Last week, I ran a poll on my LinkedIn profile asking people to vote on what topics they wanted me to cover next in this newsletter. Seventy-five people voted, with 48 percent wanting to hear more about how artificial intelligence might impact politics.
This is a topic I expect to cover a lot over the next few years. It’s hard to know all the ways in which it might be deployed - but consider this a start. Also, spoiler alert. I don’t think 2024 will be the last human election, nor do I think we need to prepare for the end of the world. Read on for my predictions and why we need to dial down the panic machine a little.
I thought the RNC was pretty clever when they responded to Joe Biden’s re-election announcement with an AI-generated ad. It was a textbook example of how to get a ton of free coverage without spending a lot of money because it was using a new technology people couldn’t stop talking about.
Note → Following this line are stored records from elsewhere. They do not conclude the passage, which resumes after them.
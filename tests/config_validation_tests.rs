//! Config Validation Tests
//!
//! Typo detection and physical range validation for `nexus_config.toml`,
//! exercised independently from the server.

use lean_nexus::config::validation::{
    known_config_keys, suggest_correction, validate_physical_ranges, validate_unknown_keys,
};
use lean_nexus::config::{ConfigError, NexusConfig};

// ============================================================================
// Typo Detection
// ============================================================================

#[test]
fn typo_in_physics_key_warns_with_suggestion() {
    let toml_str = r#"
[physics]
base_efficency = 0.82
"#;
    let warnings = validate_unknown_keys(toml_str);
    assert_eq!(warnings.len(), 1, "Expected exactly 1 warning");
    assert!(warnings[0].field.contains("base_efficency"));
    assert_eq!(
        warnings[0].suggestion.as_deref(),
        Some("physics.base_efficiency"),
        "Should suggest the correct spelling"
    );
}

#[test]
fn typo_in_section_name_warns() {
    let toml_str = r#"
[telemetri]
topic = "plant/pump"
"#;
    let warnings = validate_unknown_keys(toml_str);
    assert!(warnings.iter().any(|w| w.field == "telemetri"));
    assert!(warnings
        .iter()
        .any(|w| w.suggestion.as_deref() == Some("telemetry")));
}

#[test]
fn valid_config_has_no_unknown_keys() {
    let toml_str = NexusConfig::default().to_toml().unwrap();
    assert!(validate_unknown_keys(&toml_str).is_empty());
}

#[test]
fn completely_unrelated_key_has_no_suggestion() {
    let known = known_config_keys();
    assert!(suggest_correction("zzzzzzzzzzzzzzzz", &known).is_none());
}

#[test]
fn unknown_keys_do_not_fail_loading() {
    let config = NexusConfig::from_toml_str(
        r#"
[asset]
id = "P-303"
colour = "blue"
"#,
    )
    .unwrap();
    assert_eq!(config.asset.id, "P-303");
}

// ============================================================================
// Physical Range Validation
// ============================================================================

#[test]
fn default_physics_is_valid() {
    let (errors, warnings) = validate_physical_ranges(&NexusConfig::default());
    assert!(errors.is_empty(), "{errors:?}");
    assert!(warnings.is_empty());
}

#[test]
fn zero_emission_factor_is_rejected() {
    let mut config = NexusConfig::default();
    config.physics.co2_lbs_per_kwh = 0.0;
    let (errors, _) = validate_physical_ranges(&config);
    assert!(errors.iter().any(|e| e.contains("co2_lbs_per_kwh")));
}

#[test]
fn implausible_emission_factor_warns() {
    let mut config = NexusConfig::default();
    config.physics.co2_lbs_per_kwh = 4.5;
    let (errors, warnings) = validate_physical_ranges(&config);
    assert!(errors.is_empty());
    assert_eq!(warnings.len(), 1);
}

#[test]
fn non_finite_values_are_rejected() {
    let mut config = NexusConfig::default();
    config.physics.ideal_power_kw = f64::NAN;
    let (errors, _) = validate_physical_ranges(&config);
    assert!(errors.iter().any(|e| e.contains("ideal_power_kw")));
}

#[test]
fn negative_power_fails_whole_load() {
    let result = NexusConfig::from_toml_str(
        r#"
[physics]
ideal_power_kw = -5.0
"#,
    );
    match result {
        Err(ConfigError::Validation(errors)) => {
            assert!(errors.iter().any(|e| e.contains("ideal_power_kw")));
        }
        other => panic!("expected validation error, got {other:?}"),
    }
}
It reminded me of how obsessive campaigns were in the late 2000s/early 2010s to look innovative and utilize the latest technology. They wanted to look cutting-edge and cool, and the media fawned over it.
Though in this day and age, the angle is not about how innovative they are but how scary it is that it can be done. Members of Congress introduced bills to require disclosure when AI is used for political ads. The American Association of Political Consultants condemned using deceptive generative AI content in ads.
While transparency is good, we need to consider how these tools might be used for good and bad before we start making declarative statements. Here’s my attempt to do just that in my favorite format - a grid. 😀
As soon as I hit send on this newsletter, I’m sure I will think of more ways AI could be used in politics, but this is a start. What did I miss? Let me know.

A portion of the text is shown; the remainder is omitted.